Stored items
|---|

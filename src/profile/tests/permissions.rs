use serde_json::json;

use super::common::*;
use crate::profile::domain::{ProfileField, ValueKind};
use crate::profile::permissions::{
    classify, separate, validate, ChangeSetError, PermissionLevel, APPROVAL_REQUIRED_FIELDS,
    DIRECT_UPDATE_FIELDS, READ_ONLY_FIELDS,
};

#[test]
fn permission_sets_are_disjoint_and_cover_every_field() {
    for field in DIRECT_UPDATE_FIELDS {
        assert!(
            !APPROVAL_REQUIRED_FIELDS.contains(&field),
            "{field} classified both direct and approval-required"
        );
    }

    for field in ProfileField::ALL {
        let direct = DIRECT_UPDATE_FIELDS.contains(&field);
        let approval = APPROVAL_REQUIRED_FIELDS.contains(&field);
        assert!(
            direct ^ approval,
            "{field} must belong to exactly one permission set"
        );
    }

    // System-managed names must never overlap with the mutable field set.
    for name in READ_ONLY_FIELDS {
        assert!(ProfileField::parse(name).is_none(), "{name} is not mutable");
    }
}

#[test]
fn classify_matches_the_static_tables() {
    for field in DIRECT_UPDATE_FIELDS {
        assert_eq!(classify(field.name()), PermissionLevel::Direct);
    }
    for field in APPROVAL_REQUIRED_FIELDS {
        assert_eq!(classify(field.name()), PermissionLevel::ApprovalRequired);
    }
    for name in READ_ONLY_FIELDS {
        assert_eq!(classify(name), PermissionLevel::ReadOnly);
    }
}

#[test]
fn classify_fails_closed_for_unrecognized_names() {
    assert_eq!(classify("internal_flag"), PermissionLevel::ReadOnly);
    assert_eq!(classify(""), PermissionLevel::ReadOnly);
    // Near-misses of real names must not classify open.
    assert_eq!(classify("company-name"), PermissionLevel::ReadOnly);
    assert_eq!(classify("Phone"), PermissionLevel::ReadOnly);
}

#[test]
fn classify_is_deterministic() {
    for field in ProfileField::ALL {
        assert_eq!(classify(field.name()), classify(field.name()));
    }
}

#[test]
fn separate_partitions_every_key_exactly_once() {
    let requested = changes(&[
        ("phone", json!("+263 4 555 0100")),
        ("city", json!("Bulawayo")),
        ("company_name", json!("Acme Renamed")),
        ("tax_id", json!("TX-999-0001")),
        ("status", json!("APPROVED")),
        ("made_up_field", json!("x")),
    ]);

    let categorized = separate(&requested).expect("separation succeeds");

    assert_eq!(categorized.direct.len(), 2);
    assert_eq!(categorized.approval_required.len(), 2);
    assert_eq!(
        categorized.rejected,
        vec!["made_up_field".to_string(), "status".to_string()]
    );

    let total = categorized.direct.len() + categorized.approval_required.len()
        + categorized.rejected.len();
    assert_eq!(total, requested.len());

    for field in categorized.direct.keys() {
        assert!(!categorized.approval_required.contains_key(field));
    }
}

#[test]
fn validate_rejects_read_only_fields_listing_names() {
    let requested = changes(&[
        ("phone", json!("+263 4 555 0100")),
        ("status", json!("APPROVED")),
    ]);

    match validate(&requested) {
        Err(ChangeSetError::ReadOnlyFields(fields)) => {
            assert_eq!(fields, vec!["status".to_string()]);
        }
        other => panic!("expected read-only rejection, got {other:?}"),
    }
}

#[test]
fn validate_rejects_empty_submissions() {
    assert!(matches!(
        validate(&changes(&[])),
        Err(ChangeSetError::Empty)
    ));
}

#[test]
fn validate_rejects_mistyped_values() {
    let requested = changes(&[("years_in_business", json!("ten"))]);

    match validate(&requested) {
        Err(ChangeSetError::InvalidValue { field, expected }) => {
            assert_eq!(field, ProfileField::YearsInBusiness);
            assert_eq!(expected, ValueKind::Integer);
        }
        other => panic!("expected invalid value error, got {other:?}"),
    }

    let requested = changes(&[("phone", json!(42))]);
    assert!(matches!(
        validate(&requested),
        Err(ChangeSetError::InvalidValue {
            field: ProfileField::Phone,
            ..
        })
    ));
}

#[test]
fn validate_passes_through_a_clean_split() {
    let requested = changes(&[
        ("phone", json!("+263 4 555 0100")),
        ("company_name", json!("Acme Renamed")),
        ("years_in_business", json!(11)),
    ]);

    let categorized = validate(&requested).expect("valid submission");
    assert_eq!(categorized.direct.len(), 1);
    assert_eq!(categorized.approval_required.len(), 2);
    assert!(categorized.rejected.is_empty());
}
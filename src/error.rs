use crate::config::ConfigError;
use crate::profile::ProfileChangeError;
use crate::telemetry::TelemetryError;
use std::fmt;

/// Top-level error for the binary surface.
#[derive(Debug)]
pub enum AppError {
    Config(ConfigError),
    Telemetry(TelemetryError),
    Io(std::io::Error),
    Server(axum::Error),
    Profile(ProfileChangeError),
}

impl fmt::Display for AppError {
    fn fmt(&self, f: &mut fmt::Formatter<'_>) -> fmt::Result {
        match self {
            AppError::Config(err) => write!(f, "configuration error: {}", err),
            AppError::Telemetry(err) => write!(f, "telemetry error: {}", err),
            AppError::Io(err) => write!(f, "io error: {}", err),
            AppError::Server(err) => write!(f, "server error: {}", err),
            AppError::Profile(err) => write!(f, "profile change error: {}", err),
        }
    }
}

impl std::error::Error for AppError {
    fn source(&self) -> Option<&(dyn std::error::Error + 'static)> {
        match self {
            AppError::Config(err) => Some(err),
            AppError::Telemetry(err) => Some(err),
            AppError::Io(err) => Some(err),
            AppError::Server(err) => Some(err),
            AppError::Profile(err) => Some(err),
        }
    }
}

impl From<ConfigError> for AppError {
    fn from(value: ConfigError) -> Self {
        Self::Config(value)
    }
}

impl From<TelemetryError> for AppError {
    fn from(value: TelemetryError) -> Self {
        Self::Telemetry(value)
    }
}

impl From<std::io::Error> for AppError {
    fn from(value: std::io::Error) -> Self {
        Self::Io(value)
    }
}

impl From<axum::Error> for AppError {
    fn from(value: axum::Error) -> Self {
        Self::Server(value)
    }
}

impl From<ProfileChangeError> for AppError {
    fn from(value: ProfileChangeError) -> Self {
        Self::Profile(value)
    }
}
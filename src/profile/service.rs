use std::collections::BTreeMap;
use std::sync::atomic::{AtomicU64, Ordering};
use std::sync::Arc;

use chrono::Utc;
use serde_json::{Map, Value};
use tracing::{info, warn};

use super::domain::{
    NewVendor, PendingQueueEntry, ProfileChangeRequest, RequestId, RequestStatus, ReviewAction,
    ReviewerId, SubmissionOutcome, VendorId, VendorRecord,
};
use super::permissions::{validate, ChangeSetError};
use super::repository::{
    Notification, NotificationSender, NotificationTemplate, Recipient, RecordStore, StoreError,
};

static VENDOR_SEQUENCE: AtomicU64 = AtomicU64::new(1);
static REQUEST_SEQUENCE: AtomicU64 = AtomicU64::new(1);

fn next_vendor_id() -> VendorId {
    let id = VENDOR_SEQUENCE.fetch_add(1, Ordering::Relaxed);
    VendorId(format!("sup-{id:06}"))
}

fn next_request_id() -> RequestId {
    let id = REQUEST_SEQUENCE.fetch_add(1, Ordering::Relaxed);
    RequestId(format!("pcr-{id:06}"))
}

/// Service arbitrating vendor profile edits: direct fields are written
/// straight to the live record, sensitive fields go through an admin-reviewed
/// change request, everything else is refused outright.
pub struct ProfileChangeService<S, N> {
    store: Arc<S>,
    notifier: Arc<N>,
}

impl<S, N> ProfileChangeService<S, N>
where
    S: RecordStore + 'static,
    N: NotificationSender + 'static,
{
    pub fn new(store: Arc<S>, notifier: Arc<N>) -> Self {
        Self { store, notifier }
    }

    /// Register a new supplier account and notify administrators.
    pub fn register(&self, vendor: NewVendor) -> Result<VendorRecord, ProfileChangeError> {
        let record = vendor.into_record(next_vendor_id(), Utc::now());
        let stored = self.store.insert_vendor(record)?;

        let mut details = BTreeMap::new();
        details.insert("vendor_id".to_string(), stored.id.0.clone());
        details.insert("company_name".to_string(), stored.company_name.clone());
        self.notify(Notification {
            template: NotificationTemplate::VendorRegistered,
            recipient: Recipient::Admins,
            details,
        });

        Ok(stored)
    }

    /// Fetch the live vendor record.
    pub fn vendor(&self, vendor_id: &VendorId) -> Result<VendorRecord, ProfileChangeError> {
        self.store
            .fetch_vendor(vendor_id)?
            .ok_or_else(|| ProfileChangeError::VendorNotFound(vendor_id.clone()))
    }

    /// Submit a profile change-set. Validation happens before any write: one
    /// read-only field rejects the whole submission. Direct fields are
    /// applied immediately; the approval-required subset supersedes any
    /// existing pending request and opens a new one with a before/after
    /// snapshot.
    pub fn submit_changes(
        &self,
        vendor_id: &VendorId,
        requested: &Map<String, Value>,
    ) -> Result<SubmissionOutcome, ProfileChangeError> {
        let categorized = validate(requested)?;

        let mut live = self.vendor(vendor_id)?;

        let direct_fields: Vec<_> = categorized.direct.keys().copied().collect();
        let approval_fields: Vec<_> = categorized.approval_required.keys().copied().collect();

        if !categorized.direct.is_empty() {
            live = self
                .store
                .update_vendor_fields(vendor_id, &categorized.direct)?;
            info!(
                vendor = %vendor_id.0,
                fields = ?direct_fields,
                "applied direct profile updates"
            );
        }

        let mut request_id = None;
        if !categorized.approval_required.is_empty() {
            // Snapshot reflects the record as it stands after this
            // submission's direct updates.
            let current_values = live.snapshot(approval_fields.iter().copied());

            if let Some(mut superseded) = self.store.pending_request_for(vendor_id)? {
                superseded.status = RequestStatus::Cancelled;
                superseded.updated_at = Utc::now();
                let cancelled_id = superseded.id.clone();
                self.store.update_request(superseded)?;
                info!(
                    vendor = %vendor_id.0,
                    request = %cancelled_id.0,
                    "superseded prior pending change request"
                );
            }

            let now = Utc::now();
            let request = ProfileChangeRequest {
                id: next_request_id(),
                vendor_id: vendor_id.clone(),
                requested_changes: categorized.approval_required.clone(),
                current_values,
                status: RequestStatus::Pending,
                reviewed_by: None,
                reviewed_at: None,
                review_notes: None,
                created_at: now,
                updated_at: now,
            };
            let stored = self.store.insert_request(request)?;

            let mut details = BTreeMap::new();
            details.insert("vendor_id".to_string(), vendor_id.0.clone());
            details.insert("request_id".to_string(), stored.id.0.clone());
            details.insert(
                "fields".to_string(),
                approval_fields
                    .iter()
                    .map(|field| field.name())
                    .collect::<Vec<_>>()
                    .join(", "),
            );
            self.notify(Notification {
                template: NotificationTemplate::ProfileChangeRequested,
                recipient: Recipient::Admins,
                details,
            });

            request_id = Some(stored.id);
        }

        Ok(SubmissionOutcome {
            direct_applied: direct_fields.len(),
            approval_created: request_id.is_some(),
            request_id,
            direct_fields,
            approval_fields,
        })
    }

    /// The vendor's current pending request, if one exists.
    pub fn pending_request(
        &self,
        vendor_id: &VendorId,
    ) -> Result<Option<ProfileChangeRequest>, ProfileChangeError> {
        Ok(self.store.pending_request_for(vendor_id)?)
    }

    /// Full change history for a vendor, newest first.
    pub fn change_history(
        &self,
        vendor_id: &VendorId,
    ) -> Result<Vec<ProfileChangeRequest>, ProfileChangeError> {
        Ok(self.store.requests_for(vendor_id)?)
    }

    /// Admin-wide queue of pending requests with aging information.
    pub fn pending_queue(&self) -> Result<Vec<PendingQueueEntry>, ProfileChangeError> {
        let today = Utc::now();
        let queue = self.store.pending_requests()?;
        Ok(queue
            .iter()
            .map(|request| request.queue_view(today))
            .collect())
    }

    /// Review a pending request. Approval also applies the requested changes
    /// to the live record; a failed apply rolls the request back to PENDING.
    pub fn review(
        &self,
        request_id: &RequestId,
        action: ReviewAction,
        reviewer: &ReviewerId,
        notes: Option<String>,
    ) -> Result<ProfileChangeRequest, ProfileChangeError> {
        let mut request = self
            .store
            .fetch_request(request_id)?
            .ok_or_else(|| ProfileChangeError::RequestNotFound(request_id.clone()))?;

        if request.status != RequestStatus::Pending {
            return Err(ProfileChangeError::InvalidState(request.status));
        }

        let now = Utc::now();
        request.status = match action {
            ReviewAction::Approve => RequestStatus::Approved,
            ReviewAction::Reject => RequestStatus::Rejected,
        };
        request.reviewed_by = Some(reviewer.clone());
        request.reviewed_at = Some(now);
        request.review_notes = notes;
        request.updated_at = now;
        self.store.update_request(request.clone())?;

        if action == ReviewAction::Approve {
            request = self.apply(request_id)?;
        }

        let template = match action {
            ReviewAction::Approve => NotificationTemplate::ProfileChangeApproved,
            ReviewAction::Reject => NotificationTemplate::ProfileChangeRejected,
        };
        let mut details = BTreeMap::new();
        details.insert("request_id".to_string(), request.id.0.clone());
        if let Some(notes) = &request.review_notes {
            details.insert("review_notes".to_string(), notes.clone());
        }
        self.notify(Notification {
            template,
            recipient: Recipient::Vendor(request.vendor_id.clone()),
            details,
        });

        Ok(request)
    }

    /// Write an APPROVED request's changes onto the live vendor record. If
    /// the store write fails the request reverts to PENDING with its review
    /// metadata cleared, so it re-enters the reviewable queue instead of
    /// being stranded as approved-but-not-applied.
    pub fn apply(
        &self,
        request_id: &RequestId,
    ) -> Result<ProfileChangeRequest, ProfileChangeError> {
        let mut request = self
            .store
            .fetch_request(request_id)?
            .ok_or_else(|| ProfileChangeError::RequestNotFound(request_id.clone()))?;

        if request.status != RequestStatus::Approved {
            return Err(ProfileChangeError::NotApproved(request.status));
        }

        match self
            .store
            .update_vendor_fields(&request.vendor_id, &request.requested_changes)
        {
            Ok(_) => Ok(request),
            Err(err) => {
                request.status = RequestStatus::Pending;
                request.clear_review();
                request.updated_at = Utc::now();
                if let Err(rollback_err) = self.store.update_request(request) {
                    warn!(
                        request = %request_id.0,
                        error = %rollback_err,
                        "failed to roll back request status after apply failure"
                    );
                }
                Err(ProfileChangeError::ApplyFailed(err))
            }
        }
    }

    fn notify(&self, notification: Notification) {
        let template = notification.template;
        if let Err(err) = self.notifier.send(notification) {
            warn!(template = template.label(), error = %err, "notification dispatch failed");
        }
    }
}

/// Error raised by the profile change service.
#[derive(Debug, thiserror::Error)]
pub enum ProfileChangeError {
    #[error(transparent)]
    ChangeSet(#[from] ChangeSetError),
    #[error("vendor {0} not found")]
    VendorNotFound(VendorId),
    #[error("change request {0} not found")]
    RequestNotFound(RequestId),
    #[error("cannot review request with status: {}", .0.label())]
    InvalidState(RequestStatus),
    #[error("cannot apply request with status: {}", .0.label())]
    NotApproved(RequestStatus),
    #[error("failed to apply approved changes: {0}")]
    ApplyFailed(#[source] StoreError),
    #[error(transparent)]
    Store(#[from] StoreError),
}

|---|

**Exercise details**.
Which of the lines in the data hold the string "InvalidState"? Report each of them by copying it.

**Answer section**.
            return Err(ProfileChangeError::InvalidState(request.status));
    InvalidState(RequestStatus),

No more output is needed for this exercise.